LPA discussed and observed the following:

LPA observed Covid-19 station with sign in sheet, hand sanitizer, and disinfectant wipes. The facility also requires temperature checks for all visitors and staff. LPA observed a 2-day supply of perishables and a 7-day supply of nonperishables. LPA observed 30-day PPE supply. Hallways and walkways were free from obstruction. LPA reviewed Covid-19 Mitigation Plan and reviewed Covid-19 temperature log for residents. LPA provided technical assistance on checking and documenting temperature for staff members. LPA provided technical assistance regarding Covid-19 related training and documentation. LPA discussed updated Covid-19 requirements including surveillance testing, signage, and Covid-19 reporting requirements.

No deficiencies were noted during the inspection.
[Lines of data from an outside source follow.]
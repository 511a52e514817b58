use std::cmp::Ordering;

use crate::freq::FREQUENCY_NOT_FOUND;
use crate::lookup::result::LookupResult;

/// Orthography markers that make a spelling irregular, outdated or rare.
const SPELLING_RARITY_MARKERS: [&str; 4] = ["iK", "io", "oK", "rK"];

/// Orthography markers that make a reading irregular, outdated or rare.
const READING_RARITY_MARKERS: [&str; 3] = ["ik", "ok", "rk"];

/// "Usually written using kana alone".
const USUALLY_KANA_MARKER: &str = "uk";

/// The total order over final records: nine keys, each breaking the ties of
/// the one before it. Derived entirely from per-record key values, so it is
/// total and free of cycles by construction.
pub fn compare_lookup_results(a: &LookupResult, b: &LookupResult) -> Ordering {
    // 1. longer matched text first
    b.matched_text
        .len()
        .cmp(&a.matched_text.len())
        // 2. exact primary-spelling match preferred
        .then_with(|| exact_spelling_rank(a).cmp(&exact_spelling_rank(b)))
        // 3. matched text being one of the readings preferred
        .then_with(|| reading_match_rank(a).cmp(&reading_match_rank(b)))
        // 4. shorter or absent deconjugation trail preferred
        .then_with(|| process_length(a).cmp(&process_length(b)))
        // 5. dictionary priority, lower wins
        .then_with(|| a.dict.priority.cmp(&b.dict.priority))
        // 6. rare orthography penalized, but only for exact spelling matches
        .then_with(|| spelling_rarity_rank(a).cmp(&spelling_rarity_rank(b)))
        // 7. reading rarity
        .then_with(|| reading_rarity_rank(a).cmp(&reading_rarity_rank(b)))
        // 8. frequency, polarity-adjusted per source
        .then_with(|| frequency_rank(a).cmp(&frequency_rank(b)))
        // 9. position of the matched text in the reading list
        .then_with(|| reading_index(a).cmp(&reading_index(b)))
}

fn exact_spelling_rank(result: &LookupResult) -> u8 {
    u8::from(result.primary_spelling != result.matched_text)
}

fn matched_reading_index(result: &LookupResult) -> Option<usize> {
    result
        .readings
        .as_ref()?
        .iter()
        .position(|reading| *reading == result.matched_text)
}

fn reading_match_rank(result: &LookupResult) -> u8 {
    u8::from(matched_reading_index(result).is_none())
}

fn process_length(result: &LookupResult) -> usize {
    result
        .deconjugation_process_text
        .as_ref()
        .map_or(0, |text| text.chars().count())
}

fn spelling_rarity_rank(result: &LookupResult) -> u8 {
    if result.primary_spelling != result.matched_text {
        return 0;
    }
    let rare = result
        .primary_spelling_orthography_info
        .as_ref()
        .is_some_and(|info| {
            info.iter()
                .any(|marker| SPELLING_RARITY_MARKERS.contains(&marker.as_str()))
        });
    u8::from(rare)
}

fn reading_rarity_rank(result: &LookupResult) -> u8 {
    let Some(index) = matched_reading_index(result) else {
        return 3;
    };
    let usually_kana = result.misc.as_ref().is_some_and(|misc| {
        misc.iter()
            .any(|sense| sense.iter().any(|tag| tag == USUALLY_KANA_MARKER))
    });
    if usually_kana {
        return 0;
    }
    let rare_reading = result
        .readings_orthography_info
        .as_ref()
        .and_then(|info| info.get(index))
        .is_some_and(|markers| {
            markers
                .iter()
                .any(|marker| READING_RARITY_MARKERS.contains(&marker.as_str()))
        });
    if rare_reading {
        2
    } else {
        1
    }
}

fn frequency_rank(result: &LookupResult) -> i32 {
    result
        .frequencies
        .as_ref()
        .and_then(|scores| scores.iter().map(|score| score.ranking_value()).min())
        .unwrap_or(FREQUENCY_NOT_FOUND)
}

fn reading_index(result: &LookupResult) -> usize {
    matched_reading_index(result).unwrap_or(usize::MAX)
}
pub mod candidate;
pub mod materialize;
pub mod ordering;
pub mod query;
pub mod result;
pub mod wordclass;

use std::sync::Arc;

use rayon::prelude::*;

use crate::deconjugation::Deconjugator;
use crate::dictionary::Dict;
use crate::errors::LookupError;
use crate::freq::add_frequencies;
use crate::pitch::add_pitch_positions;
use crate::store::{FreqDict, PitchDict, WordClassTable};

use candidate::{generate_candidates, CandidateText};
use ordering::compare_lookup_results;
use result::LookupResult;

/// Finds, merges and ranks dictionary entries matching prefixes of a span
/// of text.
///
/// Holds every long-lived collaborator of the pipeline: the active
/// dictionaries, the external deconjugation engine, the frequency sources,
/// and the optional pitch and word-class stores. One engine serves any
/// number of lookups; nothing it owns is mutated by a lookup.
pub struct LookupEngine {
    dicts: Vec<Dict>,
    deconjugator: Arc<dyn Deconjugator>,
    freq_dicts: Vec<FreqDict>,
    pitch_dict: Option<PitchDict>,
    word_class_table: Option<WordClassTable>,
}

impl LookupEngine {
    pub fn new(deconjugator: Arc<dyn Deconjugator>) -> Self {
        Self {
            dicts: Vec::new(),
            deconjugator,
            freq_dicts: Vec::new(),
            pitch_dict: None,
            word_class_table: None,
        }
    }

    pub fn add_dict(&mut self, dict: Dict) -> &mut Self {
        self.dicts.push(dict);
        self
    }

    pub fn add_freq_dict(&mut self, freq_dict: FreqDict) -> &mut Self {
        self.freq_dicts.push(freq_dict);
        self
    }

    pub fn set_pitch_dict(&mut self, pitch_dict: PitchDict) -> &mut Self {
        self.pitch_dict = Some(pitch_dict);
        self
    }

    /// Installs the spelling/reading → word-class cross-reference table
    /// used to filter deconjugated hits in families without native tags.
    pub fn set_word_class_table(&mut self, table: WordClassTable) -> &mut Self {
        self.word_class_table = Some(table);
        self
    }

    /// Looks up every dictionary entry plausibly matching a prefix of
    /// `text`, merged and sorted. Returns `None` when no dictionary
    /// produced any match.
    ///
    /// Candidate generation runs once up front; each active dictionary is
    /// then queried on its own rayon task against the shared immutable
    /// candidate list, and a failing dictionary only costs its own results.
    pub fn lookup_text(&self, text: &str) -> Option<Vec<LookupResult>> {
        if text.is_empty() {
            return None;
        }
        let candidates = generate_candidates(text, self.deconjugator.as_ref());
        if candidates.is_empty() {
            return None;
        }

        let mut results: Vec<LookupResult> = self
            .dicts
            .par_iter()
            .filter(|dict| dict.active)
            .flat_map_iter(|dict| {
                match run_dict_stage(dict, text, &candidates, self.word_class_table.as_ref()) {
                    Ok(results) => results,
                    Err(err) => {
                        log::error!(
                            "dictionary `{}` dropped from this lookup: {err}",
                            dict.name
                        );
                        Vec::new()
                    }
                }
            })
            .collect();
        if results.is_empty() {
            return None;
        }

        add_frequencies(&mut results, &self.freq_dicts);
        if let Some(pitch_dict) = &self.pitch_dict {
            add_pitch_positions(&mut results, pitch_dict);
        }
        results.sort_by(compare_lookup_results);
        Some(results)
    }
}

fn run_dict_stage(
    dict: &Dict,
    text: &str,
    candidates: &[CandidateText],
    word_class_table: Option<&WordClassTable>,
) -> Result<Vec<LookupResult>, LookupError> {
    let buckets = if dict.dict_type.is_kanji_type() {
        query::query_kanji_dict(dict, text)
    } else if dict.dict_type.is_name_type() {
        query::query_name_dict(dict, candidates)
    } else {
        query::query_word_dict(dict, candidates, word_class_table)
    };
    materialize::materialize(dict, &buckets)
}
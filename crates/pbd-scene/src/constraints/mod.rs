//! Constraint records handed to the solver.
//!
//! Builders emit these with body-local indices; [`offset`](DistanceConstraint::offset)
//! rebases them onto the global particle array.
pub mod bending;
pub mod distance;
pub mod immovable;
pub mod shape_matching;

pub use bending::BendingConstraint;
pub use distance::DistanceConstraint;
pub use immovable::ImmovableSet;
pub use shape_matching::RigidRestPose;
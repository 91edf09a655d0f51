use glam::Vec3;

/// Dihedral bending constraint for cloth.
///
/// Constrains the angle between two adjacent triangles sharing edge (i, j),
/// with opposite vertices k and l:
///
/// ```text
///     k
///    / \
///   i---j
///    \ /
///     l
/// ```
///
/// The rest angle is measured from the initial positions when the cloth is
/// built, so a flat sheet rests at 0.
#[derive(Clone, Copy, Debug, PartialEq)]
pub struct BendingConstraint {
    /// Shared edge vertex A.
    pub i: u32,
    /// Shared edge vertex B.
    pub j: u32,
    /// Opposite vertex, triangle 1.
    pub k: u32,
    /// Opposite vertex, triangle 2.
    pub l: u32,
    /// Rest dihedral angle in radians.
    pub rest_angle: f32,
    /// Stiffness in `[0..1]`.
    pub stiffness: f32,
}

impl BendingConstraint {
    /// Create a bending constraint whose rest angle is read off `positions`.
    pub fn from_positions(ids: [u32; 4], positions: &[Vec3], stiffness: f32) -> Self {
        let [i, j, k, l] = ids;
        let rest_angle = dihedral_angle(
            positions[i as usize],
            positions[j as usize],
            positions[k as usize],
            positions[l as usize],
        );
        Self {
            i,
            j,
            k,
            l,
            rest_angle,
            stiffness,
        }
    }

    pub fn ids(&self) -> [u32; 4] {
        [self.i, self.j, self.k, self.l]
    }

    /// Same constraint with every index shifted by `base`.
    pub fn offset(self, base: u32) -> Self {
        Self {
            i: self.i + base,
            j: self.j + base,
            k: self.k + base,
            l: self.l + base,
            ..self
        }
    }
}

/// Compute the dihedral angle between two triangles sharing edge (p1, p2),
/// with opposite vertices p3 (triangle 1) and p4 (triangle 2).
///
/// Returns the signed angle in radians. A flat configuration returns 0.
/// Degenerate triangles (zero-area) return 0 to avoid NaN propagation.
pub fn dihedral_angle(p1: Vec3, p2: Vec3, p3: Vec3, p4: Vec3) -> f32 {
    let e = p2 - p1;
    let e_len = e.length();
    if e_len < 1e-8 {
        return 0.0;
    }
    let e_norm = e / e_len;

    // Normals of the two triangles (unnormalized).
    let n1 = (p3 - p1).cross(p3 - p2);
    let n2 = (p4 - p2).cross(p4 - p1);

    let n1_len = n1.length();
    let n2_len = n2.length();
    if n1_len < 1e-8 || n2_len < 1e-8 {
        return 0.0;
    }

    let n1 = n1 / n1_len;
    let n2 = n2 / n2_len;

    let cos_angle = n1.dot(n2).clamp(-1.0, 1.0);
    let sin_angle = n1.cross(n2).dot(e_norm);

    sin_angle.atan2(cos_angle)
}
use serde::{Deserialize, Serialize};

/// How the cloth builder expresses bending resistance.
#[derive(Clone, Copy, Debug, PartialEq, Eq, Default, Serialize, Deserialize)]
#[serde(rename_all = "snake_case")]
pub enum BendingMode {
    /// Skip-one distance constraints around every interior grid vertex.
    #[default]
    LongRange,
    /// Dihedral-angle quads, one per grid cell.
    Dihedral,
    /// Both of the above.
    Both,
}

impl BendingMode {
    pub fn long_range(self) -> bool {
        matches!(self, BendingMode::LongRange | BendingMode::Both)
    }

    pub fn dihedral(self) -> bool {
        matches!(self, BendingMode::Dihedral | BendingMode::Both)
    }
}

/// Stiffness pair used for every rope.
#[derive(Clone, Copy, Debug, PartialEq, Serialize, Deserialize)]
#[serde(default)]
pub struct RopeStiffness {
    /// Adjacent joints.
    pub structural: f32,
    /// Skip-one joints.
    pub bending: f32,
}

impl Default for RopeStiffness {
    fn default() -> Self {
        Self {
            structural: 1.0,
            bending: 0.1,
        }
    }
}

/// Scene-wide parameters forwarded to the solver with the particle data.
#[derive(Clone, Debug, PartialEq, Serialize, Deserialize)]
#[serde(default)]
pub struct SceneConfig {
    pub particle_radius: f32,
    /// Fluid kernel radius as a multiple of `particle_radius`.
    pub fluid_kernel_scale: f32,
    pub fluid_rest_density: f32,
    pub bending_mode: BendingMode,
    pub rope: RopeStiffness,
}

impl Default for SceneConfig {
    fn default() -> Self {
        Self {
            particle_radius: 0.05,
            fluid_kernel_scale: 2.3,
            fluid_rest_density: 1000.0,
            bending_mode: BendingMode::LongRange,
            rope: RopeStiffness::default(),
        }
    }
}

impl SceneConfig {
    pub fn fluid_kernel_radius(&self) -> f32 {
        self.fluid_kernel_scale * self.particle_radius
    }
}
An exit interview was conducted with AD and a copy of this report was provided.
SUPERVISORS NAME: Marina Stanic
LICENSING EVALUATOR NAME: Norman Woodridge
LICENSING EVALUATOR SIGNATURE: DATE: 11/03/2021
I acknowledge receipt of this form and understand my licensing appeal rights as explained and received.
FACILITY REPRESENTATIVE SIGNATURE: DATE: 11/03/2021
This report must be available at Child Care and Group Home facilities for public review for 3 years.